= Beginning of Section =

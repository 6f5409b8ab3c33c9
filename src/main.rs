//! Protection-market engine demo.
//!
//! Wires a full deployment from config (tokens, a trigger-gated protection
//! market beside a base money market, a liquidity pool, a reward gauge and
//! the invest adapter), then drives the canonical lifecycle:
//! - batch-invest (borrow from the protection market, deploy, stake)
//! - reward drip
//! - the protected condition occurs; the market forgives outstanding debt
//! - batch-divest with an optional reward-claim step

use std::sync::Arc;

use alloy::primitives::{Address, U256};
use anyhow::{Context, Result};
use tracing::info;
use tracing_subscriber::{fmt, prelude::*, EnvFilter};

use bulwark_chain::abi::CalldataBuilder;
use bulwark_chain::{batch_calls, BatchBuilder, World};
use bulwark_core::{
    parse_address, Asset, DeploymentConfig, ManualCondition, Market, Trigger, TriggerMetadata,
    Underlying,
};
use bulwark_invest::{InvestAdapter, LiquidityPool, RewardGauge};

fn main() -> Result<()> {
    print_banner();

    // Load environment variables
    dotenvy::dotenv().ok();

    // Initialize tracing
    tracing_subscriber::registry()
        .with(fmt::layer())
        .with(EnvFilter::try_from_default_env().unwrap_or_else(|_| {
            EnvFilter::new("info,bulwark_core=debug,bulwark_chain=debug,bulwark_invest=debug")
        }))
        .init();

    let config = DeploymentConfig::from_env();
    config.log_config();

    let deployment = build_deployment(&config)?;
    run_scenario(deployment)?;

    Ok(())
}

/// Resolved deployment: the world plus every address the scenario touches.
struct Deployment {
    world: World,
    condition: Arc<ManualCondition>,
    underlying: Address,
    receipt: Address,
    reward: Address,
    protection_market: Address,
    gauge: Address,
    adapter: Address,
    proxy: Address,
    recipient: Address,
    invest_amount: U256,
    reward_drip: U256,
}

/// Build the world described by a deployment config.
fn build_deployment(config: &DeploymentConfig) -> Result<Deployment> {
    info!("Initializing deployment...");
    let mut world = World::new();

    // Tokens
    let underlying = parse_address(&config.tokens.underlying.address)?;
    let lp = parse_address(&config.tokens.lp.address)?;
    let receipt = parse_address(&config.tokens.receipt.address)?;
    let reward = parse_address(&config.tokens.reward.address)?;
    for (address, entry) in [
        (underlying, &config.tokens.underlying),
        (lp, &config.tokens.lp),
        (receipt, &config.tokens.receipt),
        (reward, &config.tokens.reward),
    ] {
        world.create_token(address, &entry.symbol, entry.decimals);
    }

    // Trigger with a manually armed condition
    let trigger_address = parse_address(&config.trigger.address)?;
    let condition = ManualCondition::new();
    world.install_trigger(
        trigger_address,
        Trigger::new(
            TriggerMetadata {
                name: config.trigger.name.clone(),
                symbol: config.trigger.symbol.clone(),
                description: config.trigger.description.clone(),
                platform_ids: config.trigger.platform_ids.iter().copied().collect(),
                recipient: parse_address(&config.trigger.recipient)?,
            },
            condition.clone(),
        ),
    );

    // Markets, seeded with cash
    let money_market = parse_address(&config.markets.money)?;
    let protection_market = parse_address(&config.markets.protection)?;
    world.install_market(money_market, Market::money(Underlying::Token(underlying)));
    world.install_market(
        protection_market,
        Market::protection(Underlying::Token(underlying), trigger_address),
    );
    let cash = U256::from(config.markets.cash);
    world.mint(underlying, money_market, cash)?;
    world.mint(underlying, protection_market, cash)?;

    // Venue: pool + gauge
    let pool_address = parse_address(&config.venue.pool)?;
    let gauge_address = parse_address(&config.venue.gauge)?;
    let pool = LiquidityPool::new(
        pool_address,
        underlying,
        lp,
        config.venue.deposit_rate_bps,
        config.venue.withdraw_fee_bps,
    )
    .map_err(|err| anyhow::anyhow!("invalid pool configuration: {err}"))?;
    let gauge = RewardGauge::new(gauge_address, lp, receipt, reward);
    world.mint(reward, gauge_address, U256::from(config.venue.reward_funding))?;

    // Adapter bound to both markets and the venue
    let adapter_address = parse_address(&config.adapter.address)?;
    let adapter = InvestAdapter::bind(
        &world,
        adapter_address,
        money_market,
        protection_market,
        pool_address,
        lp,
        gauge_address,
    )
    .map_err(|err| anyhow::anyhow!("invalid adapter configuration: {err}"))?;

    world.install_logic(pool_address, Arc::new(pool));
    world.install_logic(gauge_address, Arc::new(gauge));
    world.install_logic(adapter_address, Arc::new(adapter));

    // Actor wallet
    let proxy = parse_address(&config.actor.proxy)?;
    let recipient = parse_address(&config.actor.recipient)?;
    world.mint_native(proxy, U256::from(config.actor.native_funding));

    info!(
        money_market = %money_market,
        protection_market = %protection_market,
        trigger = %trigger_address,
        adapter = %adapter_address,
        "Deployment initialized"
    );

    // 1000 units of the underlying, 0.5 units of the reward token.
    let invest_amount =
        U256::from(1_000u64) * U256::from(10u64).pow(U256::from(config.tokens.underlying.decimals));
    let reward_drip = U256::from(5u64)
        * U256::from(10u64).pow(U256::from(config.tokens.reward.decimals.saturating_sub(1)));

    Ok(Deployment {
        world,
        condition,
        underlying,
        receipt,
        reward,
        protection_market,
        gauge: gauge_address,
        adapter: adapter_address,
        proxy,
        recipient,
        invest_amount,
        reward_drip,
    })
}

fn run_scenario(deployment: Deployment) -> Result<()> {
    let Deployment {
        mut world,
        condition,
        underlying,
        receipt,
        reward,
        protection_market,
        gauge,
        adapter,
        proxy,
        recipient,
        invest_amount,
        reward_drip,
    } = deployment;

    // Step 1: borrow from the protection market and deploy into the venue,
    // as one atomic batch from the proxy.
    info!(amount = %invest_amount, "Step 1: invest");
    let invest = CalldataBuilder::new("invest(address,uint256,uint256)")
        .address(protection_market)
        .uint(invest_amount)
        .uint(invest_amount)
        .build();
    let calls = BatchBuilder::new()
        .external(adapter, invest, U256::ZERO)
        .build();
    batch_calls(&mut world, proxy, &calls).context("invest batch failed")?;
    info!(
        staked = %world.balance_of(Asset::Token(receipt), proxy),
        debt = %world.borrow_balance_current(protection_market, proxy)?,
        "Position opened"
    );

    // Step 2: the venue pays out rewards.
    info!(amount = %reward_drip, "Step 2: reward drip");
    let drip = CalldataBuilder::new("notifyReward(address,uint256)")
        .address(proxy)
        .uint(reward_drip)
        .build();
    world.call(recipient, gauge, &drip, U256::ZERO)?;

    // Step 3: the protected condition occurs off-chain.
    info!("Step 3: protected condition occurs, arming trigger");
    condition.arm();

    // Step 4: unwind. The divest is mandatory; an invest against a market
    // outside the whitelist rides along as a deliberately failing optional
    // step to show fail-and-record semantics.
    info!("Step 4: divest");
    let divest = CalldataBuilder::new("divest(address,address,uint256,uint256)")
        .address(protection_market)
        .address(recipient)
        .uint(world.balance_of(Asset::Token(receipt), proxy))
        .uint(U256::ZERO)
        .build();
    let bad_invest = CalldataBuilder::new("invest(address,uint256,uint256)")
        .address(Address::repeat_byte(0xde))
        .uint(U256::ZERO)
        .uint(U256::ZERO)
        .build();
    let calls = BatchBuilder::new()
        .external(adapter, divest, U256::ZERO)
        .external_optional(adapter, bad_invest, U256::ZERO)
        .build();
    let outcomes = batch_calls(&mut world, proxy, &calls).context("divest batch failed")?;
    info!(
        divest_ok = outcomes[0].success,
        optional_ok = outcomes[1].success,
        "Divest batch done"
    );

    // Final accounting: the trigger fired, so the debt was forgiven and the
    // full position (plus rewards) landed with the recipient.
    info!(
        recipient_underlying = %world.balance_of(Asset::Token(underlying), recipient),
        recipient_rewards = %world.balance_of(Asset::Token(reward), recipient),
        remaining_debt = %world.borrow_balance_current(protection_market, proxy)?,
        staked = %world.balance_of(Asset::Token(receipt), proxy),
        events = world.events().len(),
        "Scenario complete"
    );
    for event in world.events().all() {
        info!(?event, "emitted");
    }

    Ok(())
}

/// Print startup banner.
fn print_banner() {
    println!(
        r#"
    ╔╗ ┬ ┬┬  ┬ ┬┌─┐┬─┐┬┌─
    ╠╩╗│ ││  │││├─┤├┬┘├┴┐
    ╚═╝└─┘┴─┘└┴┘┴ ┴┴└─┴ ┴
    protection markets / batched executor / invest adapters
"#
    );
}
//! Deployment configuration.
//!
//! A deployment names every account in a simulated protection-market
//! installation: tokens, the money and protection markets, the trigger, the
//! venue contracts, the adapter, and the actor wallet. Loaded from TOML with
//! per-field defaults so a missing file or sparse config still yields a
//! runnable installation.

use alloy::primitives::Address;
use anyhow::{Context, Result};
use serde::{Deserialize, Serialize};
use std::path::Path;
use tracing::{info, warn};

/// Environment variable naming the deployment TOML path.
pub const DEPLOYMENT_ENV: &str = "BULWARK_DEPLOYMENT";

/// Full deployment configuration.
#[derive(Debug, Clone, Serialize, Deserialize)]
pub struct DeploymentConfig {
    /// Deployment name (for logging/identification).
    #[serde(default = "default_deployment_name")]
    pub name: String,

    /// Token roles.
    #[serde(default)]
    pub tokens: TokensConfig,

    /// Market addresses and seeding.
    #[serde(default)]
    pub markets: MarketsConfig,

    /// Trigger metadata and address.
    #[serde(default)]
    pub trigger: TriggerSettings,

    /// Venue contracts and parameters.
    #[serde(default)]
    pub venue: VenueSettings,

    /// Adapter address.
    #[serde(default)]
    pub adapter: AdapterSettings,

    /// Actor wallet and funding.
    #[serde(default)]
    pub actor: ActorSettings,
}

fn default_deployment_name() -> String {
    "local-sim".to_string()
}

/// One token role in the deployment.
#[derive(Debug, Clone, Serialize, Deserialize)]
pub struct TokenEntry {
    /// Token address.
    pub address: String,
    /// Display symbol.
    pub symbol: String,
    /// Token decimals.
    pub decimals: u8,
}

/// The four token roles the venue flow touches.
#[derive(Debug, Clone, Serialize, Deserialize)]
pub struct TokensConfig {
    /// Borrowed/lent underlying.
    #[serde(default = "default_underlying_token")]
    pub underlying: TokenEntry,
    /// Venue receipt (LP) token.
    #[serde(default = "default_lp_token")]
    pub lp: TokenEntry,
    /// Gauge receipt token; its balance is the staked position.
    #[serde(default = "default_receipt_token")]
    pub receipt: TokenEntry,
    /// Gauge reward token.
    #[serde(default = "default_reward_token")]
    pub reward: TokenEntry,
}

fn default_underlying_token() -> TokenEntry {
    TokenEntry {
        address: "0x0000000000000000000000000000000000000101".to_string(),
        symbol: "USDQ".to_string(),
        decimals: 6,
    }
}
fn default_lp_token() -> TokenEntry {
    TokenEntry {
        address: "0x0000000000000000000000000000000000000102".to_string(),
        symbol: "QLP".to_string(),
        decimals: 18,
    }
}
fn default_receipt_token() -> TokenEntry {
    TokenEntry {
        address: "0x0000000000000000000000000000000000000103".to_string(),
        symbol: "stQLP".to_string(),
        decimals: 18,
    }
}
fn default_reward_token() -> TokenEntry {
    TokenEntry {
        address: "0x0000000000000000000000000000000000000104".to_string(),
        symbol: "VNE".to_string(),
        decimals: 18,
    }
}

impl Default for TokensConfig {
    fn default() -> Self {
        Self {
            underlying: default_underlying_token(),
            lp: default_lp_token(),
            receipt: default_receipt_token(),
            reward: default_reward_token(),
        }
    }
}

/// Money and protection market configuration.
#[derive(Debug, Clone, Serialize, Deserialize)]
pub struct MarketsConfig {
    /// Money market address (no trigger).
    #[serde(default = "default_money_market")]
    pub money: String,

    /// Protection market address (gated by the trigger).
    #[serde(default = "default_protection_market")]
    pub protection: String,

    /// Cash each market is seeded with, in underlying base units.
    #[serde(default = "default_market_cash")]
    pub cash: u128,
}

fn default_money_market() -> String {
    "0x0000000000000000000000000000000000000201".to_string()
}
fn default_protection_market() -> String {
    "0x0000000000000000000000000000000000000202".to_string()
}
fn default_market_cash() -> u128 {
    1_000_000_000_000
}

impl Default for MarketsConfig {
    fn default() -> Self {
        Self {
            money: default_money_market(),
            protection: default_protection_market(),
            cash: default_market_cash(),
        }
    }
}

/// Trigger deployment settings.
#[derive(Debug, Clone, Serialize, Deserialize)]
pub struct TriggerSettings {
    /// Trigger address.
    #[serde(default = "default_trigger_address")]
    pub address: String,

    /// Human-readable name.
    #[serde(default = "default_trigger_name")]
    pub name: String,

    /// Short symbol.
    #[serde(default = "default_trigger_symbol")]
    pub symbol: String,

    /// What condition the trigger protects against.
    #[serde(default = "default_trigger_description")]
    pub description: String,

    /// Ordered platform identifiers covered.
    #[serde(default = "default_platform_ids")]
    pub platform_ids: Vec<u16>,

    /// Subsidy beneficiary address.
    #[serde(default = "default_trigger_recipient")]
    pub recipient: String,
}

fn default_trigger_address() -> String {
    "0x0000000000000000000000000000000000000301".to_string()
}
fn default_trigger_name() -> String {
    "Venue Failure Trigger".to_string()
}
fn default_trigger_symbol() -> String {
    "VFT".to_string()
}
fn default_trigger_description() -> String {
    "Fires when the protected venue fails".to_string()
}
fn default_platform_ids() -> Vec<u16> {
    vec![3]
}
fn default_trigger_recipient() -> String {
    "0x0000000000000000000000000000000000000303".to_string()
}

impl Default for TriggerSettings {
    fn default() -> Self {
        Self {
            address: default_trigger_address(),
            name: default_trigger_name(),
            symbol: default_trigger_symbol(),
            description: default_trigger_description(),
            platform_ids: default_platform_ids(),
            recipient: default_trigger_recipient(),
        }
    }
}

/// Venue contract settings.
#[derive(Debug, Clone, Serialize, Deserialize)]
pub struct VenueSettings {
    /// Liquidity pool address.
    #[serde(default = "default_pool_address")]
    pub pool: String,

    /// Reward gauge address.
    #[serde(default = "default_gauge_address")]
    pub gauge: String,

    /// LP minted per unit deposited, in basis points.
    #[serde(default = "default_deposit_rate_bps")]
    pub deposit_rate_bps: u64,

    /// Withdrawal fee in basis points.
    #[serde(default = "default_withdraw_fee_bps")]
    pub withdraw_fee_bps: u64,

    /// Reward tokens the gauge is seeded with, in reward base units.
    #[serde(default = "default_reward_funding")]
    pub reward_funding: u128,
}

fn default_pool_address() -> String {
    "0x0000000000000000000000000000000000000401".to_string()
}
fn default_gauge_address() -> String {
    "0x0000000000000000000000000000000000000402".to_string()
}
fn default_deposit_rate_bps() -> u64 {
    10_000
}
fn default_withdraw_fee_bps() -> u64 {
    0
}
fn default_reward_funding() -> u128 {
    1_000_000_000_000_000_000
}

impl Default for VenueSettings {
    fn default() -> Self {
        Self {
            pool: default_pool_address(),
            gauge: default_gauge_address(),
            deposit_rate_bps: default_deposit_rate_bps(),
            withdraw_fee_bps: default_withdraw_fee_bps(),
            reward_funding: default_reward_funding(),
        }
    }
}

/// Adapter settings.
#[derive(Debug, Clone, Serialize, Deserialize)]
pub struct AdapterSettings {
    /// Adapter address.
    #[serde(default = "default_adapter_address")]
    pub address: String,
}

fn default_adapter_address() -> String {
    "0x0000000000000000000000000000000000000501".to_string()
}

impl Default for AdapterSettings {
    fn default() -> Self {
        Self {
            address: default_adapter_address(),
        }
    }
}

/// Actor wallet settings.
#[derive(Debug, Clone, Serialize, Deserialize)]
pub struct ActorSettings {
    /// The proxy wallet that executes batches.
    #[serde(default = "default_proxy_address")]
    pub proxy: String,

    /// Where divest proceeds and rewards are sent.
    #[serde(default = "default_recipient_address")]
    pub recipient: String,

    /// Native currency the proxy starts with.
    #[serde(default = "default_native_funding")]
    pub native_funding: u128,
}

fn default_proxy_address() -> String {
    "0x0000000000000000000000000000000000000601".to_string()
}
fn default_recipient_address() -> String {
    "0x0000000000000000000000000000000000000602".to_string()
}
fn default_native_funding() -> u128 {
    1_000_000_000_000_000_000
}

impl Default for ActorSettings {
    fn default() -> Self {
        Self {
            proxy: default_proxy_address(),
            recipient: default_recipient_address(),
            native_funding: default_native_funding(),
        }
    }
}

impl Default for DeploymentConfig {
    fn default() -> Self {
        Self {
            name: default_deployment_name(),
            tokens: TokensConfig::default(),
            markets: MarketsConfig::default(),
            trigger: TriggerSettings::default(),
            venue: VenueSettings::default(),
            adapter: AdapterSettings::default(),
            actor: ActorSettings::default(),
        }
    }
}

impl DeploymentConfig {
    /// Load from the path named by `BULWARK_DEPLOYMENT`, falling back to the
    /// built-in default deployment when unset or unreadable.
    pub fn from_env() -> Self {
        match std::env::var(DEPLOYMENT_ENV) {
            Ok(path) => load_deployment(&path).unwrap_or_else(|err| {
                warn!(path = %path, error = %err, "Failed to load deployment config, using defaults");
                Self::default()
            }),
            Err(_) => Self::default(),
        }
    }

    /// Log the resolved configuration.
    pub fn log_config(&self) {
        info!(deployment = %self.name, "Loaded deployment configuration");
        if let Ok(json) = serde_json::to_string_pretty(self) {
            tracing::debug!("{json}");
        }
    }
}

/// Parse a `0x`-prefixed address string.
pub fn parse_address(s: &str) -> Result<Address> {
    s.parse::<Address>()
        .with_context(|| format!("invalid address: {s}"))
}

/// Load a deployment config from a TOML file.
pub fn load_deployment(path: impl AsRef<Path>) -> Result<DeploymentConfig> {
    let path = path.as_ref();
    let raw = std::fs::read_to_string(path)
        .with_context(|| format!("failed to read deployment config {}", path.display()))?;
    toml::from_str(&raw)
        .with_context(|| format!("failed to parse deployment config {}", path.display()))
}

= End of Section =

### YOUR OBJECTIVE
Throughout the records above, find the lines in which the word "base" appears and return them.

### WRITTEN SOLUTION
//! market beside a base money market, a liquidity pool, a reward gauge and
    /// Cash each market is seeded with, in underlying base units.
    /// Reward tokens the gauge is seeded with, in reward base units.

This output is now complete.